(Data records):
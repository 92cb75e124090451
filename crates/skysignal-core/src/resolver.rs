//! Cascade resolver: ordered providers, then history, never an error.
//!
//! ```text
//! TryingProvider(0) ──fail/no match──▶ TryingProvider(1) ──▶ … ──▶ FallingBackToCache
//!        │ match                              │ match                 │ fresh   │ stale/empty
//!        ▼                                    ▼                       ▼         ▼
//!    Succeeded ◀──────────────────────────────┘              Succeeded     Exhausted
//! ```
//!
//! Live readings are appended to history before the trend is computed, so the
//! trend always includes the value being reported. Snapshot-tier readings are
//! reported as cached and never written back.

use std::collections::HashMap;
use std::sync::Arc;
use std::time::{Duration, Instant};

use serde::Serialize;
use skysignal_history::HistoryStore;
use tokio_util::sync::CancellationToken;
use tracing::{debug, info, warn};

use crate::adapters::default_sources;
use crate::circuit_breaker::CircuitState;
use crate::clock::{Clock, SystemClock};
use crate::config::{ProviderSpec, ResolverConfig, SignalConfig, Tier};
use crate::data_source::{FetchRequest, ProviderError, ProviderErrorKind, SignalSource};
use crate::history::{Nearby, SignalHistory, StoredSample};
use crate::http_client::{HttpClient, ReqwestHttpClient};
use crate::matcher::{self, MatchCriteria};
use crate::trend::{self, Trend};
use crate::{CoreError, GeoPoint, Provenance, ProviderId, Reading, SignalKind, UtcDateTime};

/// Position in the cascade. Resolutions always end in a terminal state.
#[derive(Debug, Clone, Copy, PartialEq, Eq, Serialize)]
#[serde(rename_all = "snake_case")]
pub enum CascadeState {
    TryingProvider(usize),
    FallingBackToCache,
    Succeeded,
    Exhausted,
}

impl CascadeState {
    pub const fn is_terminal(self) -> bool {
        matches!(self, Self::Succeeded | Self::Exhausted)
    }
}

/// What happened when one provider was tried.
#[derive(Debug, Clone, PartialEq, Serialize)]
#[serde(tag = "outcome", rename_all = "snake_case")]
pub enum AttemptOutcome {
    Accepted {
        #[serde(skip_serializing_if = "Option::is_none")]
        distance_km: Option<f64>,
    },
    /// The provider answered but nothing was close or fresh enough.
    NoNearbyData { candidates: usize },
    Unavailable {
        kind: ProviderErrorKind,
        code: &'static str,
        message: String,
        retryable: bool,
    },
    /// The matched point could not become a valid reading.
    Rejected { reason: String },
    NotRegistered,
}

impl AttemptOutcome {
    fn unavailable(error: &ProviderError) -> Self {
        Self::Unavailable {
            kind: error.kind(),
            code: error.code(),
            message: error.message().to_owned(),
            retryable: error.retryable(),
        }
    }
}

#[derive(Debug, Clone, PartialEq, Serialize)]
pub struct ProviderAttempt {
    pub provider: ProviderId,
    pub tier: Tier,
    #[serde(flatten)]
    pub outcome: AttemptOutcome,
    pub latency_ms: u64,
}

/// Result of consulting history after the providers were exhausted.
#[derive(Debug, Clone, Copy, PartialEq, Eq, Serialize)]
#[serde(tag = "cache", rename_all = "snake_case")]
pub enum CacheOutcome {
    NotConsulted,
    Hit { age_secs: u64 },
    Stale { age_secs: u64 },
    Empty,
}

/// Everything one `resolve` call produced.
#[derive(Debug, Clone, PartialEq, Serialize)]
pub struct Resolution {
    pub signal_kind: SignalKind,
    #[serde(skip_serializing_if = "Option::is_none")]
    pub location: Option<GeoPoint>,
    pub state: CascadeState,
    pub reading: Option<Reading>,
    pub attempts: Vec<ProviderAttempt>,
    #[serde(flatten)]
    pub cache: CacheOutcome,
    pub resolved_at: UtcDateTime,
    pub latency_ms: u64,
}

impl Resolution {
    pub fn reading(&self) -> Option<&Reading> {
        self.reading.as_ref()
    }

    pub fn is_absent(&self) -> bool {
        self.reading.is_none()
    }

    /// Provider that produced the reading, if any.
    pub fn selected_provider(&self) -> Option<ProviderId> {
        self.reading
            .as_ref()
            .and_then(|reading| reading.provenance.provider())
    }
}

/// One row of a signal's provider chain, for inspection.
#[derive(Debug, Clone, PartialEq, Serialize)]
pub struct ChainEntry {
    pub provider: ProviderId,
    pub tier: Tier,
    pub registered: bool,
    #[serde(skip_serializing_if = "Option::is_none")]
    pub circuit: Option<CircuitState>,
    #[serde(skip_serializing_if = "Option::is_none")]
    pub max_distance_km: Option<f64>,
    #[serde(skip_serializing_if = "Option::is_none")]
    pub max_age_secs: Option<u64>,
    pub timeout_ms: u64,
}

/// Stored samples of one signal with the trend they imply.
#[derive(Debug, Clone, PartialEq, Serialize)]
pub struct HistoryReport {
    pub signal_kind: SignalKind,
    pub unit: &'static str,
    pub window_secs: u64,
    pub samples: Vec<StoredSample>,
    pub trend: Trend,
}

(Task):
The entries above must be written out again exactly as they are.

(Expected answer):
repository 92cb75e124090451
filename crates/skysignal-core/src/resolver.rs
//! Cascade resolver: ordered providers, then history, never an error.
//!
//! ```text
//! TryingProvider(0) ──fail/no match──▶ TryingProvider(1) ──▶ … ──▶ FallingBackToCache
//!        │ match                              │ match                 │ fresh   │ stale/empty
//!        ▼                                    ▼                       ▼         ▼
//!    Succeeded ◀──────────────────────────────┘              Succeeded     Exhausted
//! ```
//!
//! Live readings are appended to history before the trend is computed, so the
//! trend always includes the value being reported. Snapshot-tier readings are
//! reported as cached and never written back.

use std::collections::HashMap;
use std::sync::Arc;
use std::time::{Duration, Instant};

use serde::Serialize;
use skysignal_history::HistoryStore;
use tokio_util::sync::CancellationToken;
use tracing::{debug, info, warn};

use crate::adapters::default_sources;
use crate::circuit_breaker::CircuitState;
use crate::clock::{Clock, SystemClock};
use crate::config::{ProviderSpec, ResolverConfig, SignalConfig, Tier};
use crate::data_source::{FetchRequest, ProviderError, ProviderErrorKind, SignalSource};
use crate::history::{Nearby, SignalHistory, StoredSample};
use crate::http_client::{HttpClient, ReqwestHttpClient};
use crate::matcher::{self, MatchCriteria};
use crate::trend::{self, Trend};
use crate::{CoreError, GeoPoint, Provenance, ProviderId, Reading, SignalKind, UtcDateTime};

/// Position in the cascade. Resolutions always end in a terminal state.
#[derive(Debug, Clone, Copy, PartialEq, Eq, Serialize)]
#[serde(rename_all = "snake_case")]
pub enum CascadeState {
    TryingProvider(usize),
    FallingBackToCache,
    Succeeded,
    Exhausted,
}

impl CascadeState {
    pub const fn is_terminal(self) -> bool {
        matches!(self, Self::Succeeded | Self::Exhausted)
    }
}

/// What happened when one provider was tried.
#[derive(Debug, Clone, PartialEq, Serialize)]
#[serde(tag = "outcome", rename_all = "snake_case")]
pub enum AttemptOutcome {
    Accepted {
        #[serde(skip_serializing_if = "Option::is_none")]
        distance_km: Option<f64>,
    },
    /// The provider answered but nothing was close or fresh enough.
    NoNearbyData { candidates: usize },
    Unavailable {
        kind: ProviderErrorKind,
        code: &'static str,
        message: String,
        retryable: bool,
    },
    /// The matched point could not become a valid reading.
    Rejected { reason: String },
    NotRegistered,
}

impl AttemptOutcome {
    fn unavailable(error: &ProviderError) -> Self {
        Self::Unavailable {
            kind: error.kind(),
            code: error.code(),
            message: error.message().to_owned(),
            retryable: error.retryable(),
        }
    }
}

#[derive(Debug, Clone, PartialEq, Serialize)]
pub struct ProviderAttempt {
    pub provider: ProviderId,
    pub tier: Tier,
    #[serde(flatten)]
    pub outcome: AttemptOutcome,
    pub latency_ms: u64,
}

/// Result of consulting history after the providers were exhausted.
#[derive(Debug, Clone, Copy, PartialEq, Eq, Serialize)]
#[serde(tag = "cache", rename_all = "snake_case")]
pub enum CacheOutcome {
    NotConsulted,
    Hit { age_secs: u64 },
    Stale { age_secs: u64 },
    Empty,
}

/// Everything one `resolve` call produced.
#[derive(Debug, Clone, PartialEq, Serialize)]
pub struct Resolution {
    pub signal_kind: SignalKind,
    #[serde(skip_serializing_if = "Option::is_none")]
    pub location: Option<GeoPoint>,
    pub state: CascadeState,
    pub reading: Option<Reading>,
    pub attempts: Vec<ProviderAttempt>,
    #[serde(flatten)]
    pub cache: CacheOutcome,
    pub resolved_at: UtcDateTime,
    pub latency_ms: u64,
}

impl Resolution {
    pub fn reading(&self) -> Option<&Reading> {
        self.reading.as_ref()
    }

    pub fn is_absent(&self) -> bool {
        self.reading.is_none()
    }

    /// Provider that produced the reading, if any.
    pub fn selected_provider(&self) -> Option<ProviderId> {
        self.reading
            .as_ref()
            .and_then(|reading| reading.provenance.provider())
    }
}

/// One row of a signal's provider chain, for inspection.
#[derive(Debug, Clone, PartialEq, Serialize)]
pub struct ChainEntry {
    pub provider: ProviderId,
    pub tier: Tier,
    pub registered: bool,
    #[serde(skip_serializing_if = "Option::is_none")]
    pub circuit: Option<CircuitState>,
    #[serde(skip_serializing_if = "Option::is_none")]
    pub max_distance_km: Option<f64>,
    #[serde(skip_serializing_if = "Option::is_none")]
    pub max_age_secs: Option<u64>,
    pub timeout_ms: u64,
}

/// Stored samples of one signal with the trend they imply.
#[derive(Debug, Clone, PartialEq, Serialize)]
pub struct HistoryReport {
    pub signal_kind: SignalKind,
    pub unit: &'static str,
    pub window_secs: u64,
    pub samples: Vec<StoredSample>,
    pub trend: Trend,
}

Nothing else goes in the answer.